Entwicklung in den Regionen
In der Region Europa (ohne Deutschland) stiegen die Umsatzerlöse während der ersten drei Monate gegenüber dem sehr guten Vergleichszeitraum des Vorjahres um 2 % auf 265 Mio. €
(i. V. 260 Mio. €). Die Region Europa trägt mit 55 % (i. V. 57 %) weiterhin den größten Anteil am Gesamtumsatz des Konzerns.
In Deutschland entwickelte sich der Umsatz während der ersten drei Monate des Geschäftsjahres wie erwartet positiv. Die Umsatzerlöse legten um 8 % zu auf 124 Mio. €
(i. V. 115 Mio. €), nachdem sie im Vergleichszeitraum des Vorjahres noch zurückgegangen waren (minus 8 %). Dabei zeigte das Bankengeschäft nach Jahren der Stagnation eine deutliche Aufwärtsentwicklung. Das Geschäft mit Handelsunternehmen entwickelte sich hingegen erwartungsgemäß schwach. Deutschland trägt mit einem Anteil von 25 % (i. V. 25 %) zum Gesamtumsatz bei.
In der Region Amerika stiegen die Umsatzerlöse in US-Dollar während der ersten drei Monate des Geschäftsjahres um 18 %. Umgerechnet in Euro erhöhten sich die Umsätze um 30 % auf 39 Mio. € gegenüber 30 Mio. € in der gleichen Vorjahresperiode. Die Region Amerika trägt mit einem Anteil von 8 % (i. V. 7 %) zum Gesamtumsatz bei.

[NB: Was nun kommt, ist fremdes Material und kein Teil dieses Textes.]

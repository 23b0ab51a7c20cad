#[cfg(test)]
#[path = "../../tests/unit/models/graph_test.rs"]
mod graph_test;

use crate::utils::{GenericResult, compare_floats, map_reduce, parallel_collect};
use std::sync::{Mutex, MutexGuard, PoisonError};

/// A default size of candidate neighbor list.
pub const DEFAULT_CANDIDATES_SIZE: usize = 10;

/// A minimal distance used to estimate heuristic desirability, keeps coincident nodes finite.
const MIN_DISTANCE: f64 = 1E-6;

/// A graph shared by all ants of the colony.
///
/// Distances, heuristic desirability and candidate lists are immutable once the graph is built.
/// Pheromone trails are mutated concurrently by ants and can be accessed only through the lock
/// returned by [`SharedGraph::lock`].
pub struct SharedGraph {
    size: usize,
    distances: Vec<f64>,
    heuristics: Vec<f64>,
    candidates: Vec<Vec<usize>>,
    tau0: f64,
    pheromones: Mutex<Vec<f64>>,
}

impl SharedGraph {
    /// Returns amount of nodes.
    pub fn size(&self) -> usize {
        self.size
    }

    /// Returns distance between two nodes.
    pub fn distance(&self, from: usize, to: usize) -> f64 {
        self.distances[from * self.size + to]
    }

    /// Returns heuristic desirability of the edge (inverse of its distance).
    pub fn heuristic(&self, from: usize, to: usize) -> f64 {
        self.heuristics[from * self.size + to]
    }

    /// Returns candidate neighbors of the node ordered from the nearest one.
    pub fn candidates(&self, node: usize) -> &[usize] {
        self.candidates[node].as_slice()
    }

    /// Returns a baseline pheromone level (tau0).
    pub fn base_pheromone(&self) -> f64 {
        self.tau0
    }

    /// Acquires an exclusive access to pheromone trails. The lock is released when the guard is dropped.
    pub fn lock(&self) -> PheromoneGuard<'_> {
        // NOTE every write is a single assignment of a float, so the data is consistent even when
        // another thread panicked while holding the lock.
        let values = self.pheromones.lock().unwrap_or_else(PoisonError::into_inner);

        PheromoneGuard { size: self.size, values }
    }

    /// Returns a copy of pheromone matrix (row-major).
    pub fn pheromone_snapshot(&self) -> Vec<f64> {
        self.lock().values.clone()
    }
}

/// Provides an exclusive access to pheromone trails of the graph.
pub struct PheromoneGuard<'a> {
    size: usize,
    values: MutexGuard<'a, Vec<f64>>,
}

impl PheromoneGuard<'_> {
    /// Returns pheromone level of the edge.
    pub fn pheromone(&self, from: usize, to: usize) -> f64 {
        self.values[from * self.size + to]
    }

    /// Sets pheromone level of the edge.
    pub fn set_pheromone(&mut self, from: usize, to: usize, value: f64) {
        self.values[from * self.size + to] = value;
    }

    /// Sets the same pheromone level on all edges.
    pub fn reset(&mut self, value: f64) {
        self.values.iter_mut().for_each(|pheromone| *pheromone = value);
    }
}

/// Builds [`SharedGraph`] from coordinates or distance matrix.
pub struct GraphBuilder {
    size: usize,
    distances: Vec<f64>,
    candidates_size: usize,
    tau0: Option<f64>,
}

impl GraphBuilder {
    /// Creates a builder using euclidean distances between coordinates.
    pub fn from_coordinates(coordinates: &[(f64, f64)], is_rounded: bool) -> Self {
        let rows = parallel_collect(coordinates, |&(x1, y1)| {
            coordinates
                .iter()
                .map(|&(x2, y2)| {
                    let distance = ((x1 - x2).powi(2) + (y1 - y2).powi(2)).sqrt();
                    if is_rounded { distance.round() } else { distance }
                })
                .collect::<Vec<_>>()
        });

        Self::from_distances(coordinates.len(), rows.into_iter().flatten().collect())
    }

    /// Creates a builder using a row-major distance matrix of `size * size` elements.
    pub fn from_distances(size: usize, distances: Vec<f64>) -> Self {
        Self { size, distances, candidates_size: DEFAULT_CANDIDATES_SIZE, tau0: None }
    }

    /// Sets size of candidate neighbor list.
    pub fn with_candidates_size(mut self, candidates_size: usize) -> Self {
        self.candidates_size = candidates_size;
        self
    }

    /// Overrides baseline pheromone level, by default it is estimated from nearest neighbor tour.
    pub fn with_base_pheromone(mut self, tau0: f64) -> Self {
        self.tau0 = Some(tau0);
        self
    }

    /// Builds a graph.
    pub fn build(self) -> GenericResult<SharedGraph> {
        let size = self.size;

        if size == 0 {
            return Err("graph should have at least one node".into());
        }

        if self.distances.len() != size * size {
            return Err(format!("expecting {} distances, got {}", size * size, self.distances.len()).into());
        }

        let is_valid = map_reduce(
            self.distances.as_slice(),
            |distance| distance.is_finite() && *distance >= 0.,
            || true,
            |a, b| a && b,
        );
        if !is_valid {
            return Err("distances should be finite non-negative values".into());
        }

        let distance = |from: usize, to: usize| self.distances[from * size + to];
        if let Some(node) = (0..size).find(|&node| distance(node, node) != 0.) {
            return Err(format!("distance from node {node} to itself should be zero").into());
        }

        let mut pairs = (0..size).flat_map(|from| (from + 1..size).map(move |to| (from, to)));
        if let Some((from, to)) = pairs.find(|&(from, to)| distance(from, to) != distance(to, from)) {
            return Err(format!("distances should be symmetric, got different values for ({from}, {to})").into());
        }

        if self.candidates_size == 0 {
            return Err("candidate list size should be positive".into());
        }

        let tau0 = self.tau0.unwrap_or_else(|| estimate_base_pheromone(size, self.distances.as_slice()));
        if !tau0.is_finite() || tau0 <= 0. {
            return Err(format!("base pheromone should be positive, got {tau0}").into());
        }

        let heuristics = self.distances.iter().map(|distance| 1. / distance.max(MIN_DISTANCE)).collect();
        let candidates = create_candidates(size, self.distances.as_slice(), self.candidates_size);

        Ok(SharedGraph {
            size,
            distances: self.distances,
            heuristics,
            candidates,
            tau0,
            pheromones: Mutex::new(vec![tau0; size * size]),
        })
    }
}

fn create_candidates(size: usize, distances: &[f64], candidates_size: usize) -> Vec<Vec<usize>> {
    let nodes = (0..size).collect::<Vec<_>>();

    parallel_collect(nodes.as_slice(), |&node| {
        let row = &distances[node * size..(node + 1) * size];
        let mut neighbors = (0..size).filter(|&other| other != node).collect::<Vec<_>>();
        neighbors.sort_by(|&a, &b| compare_floats(row[a], row[b]).then(a.cmp(&b)));
        neighbors.truncate(candidates_size);

        neighbors
    })
}

/// Estimates tau0 as `1 / (n * L)` where `L` is the length of the nearest neighbor tour from the first node.
fn estimate_base_pheromone(size: usize, distances: &[f64]) -> f64 {
    let mut visited = vec![false; size];
    let mut current = 0;
    let mut length = 0.;
    visited[current] = true;

    for _ in 1..size {
        let next = (0..size)
            .filter(|&node| !visited[node])
            .min_by(|&a, &b| compare_floats(distances[current * size + a], distances[current * size + b]));

        if let Some(next) = next {
            length += distances[current * size + next];
            visited[next] = true;
            current = next;
        }
    }

    length += distances[current * size];

    if length > 0. { 1. / (size as f64 * length) } else { 1. }
}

In der ebenfalls dem US-Dollar-Raum zuzurechnenden Region Asien/Pazifik/Afrika erhöhten sich die Umsätze auf US-Dollar-Basis um 8 % gegenüber dem Vorjahresquartal. Umgerechnet in Euro stiegen die Umsätze um 20 % und lagen mit 60 Mio. € erwartungsgemäß über dem Vorjahresniveau. Die Region Asien/Pazifik/Afrika trägt mit einem Anteil von 12 % (i. V. 11 %) zum Gesamtumsatz bei.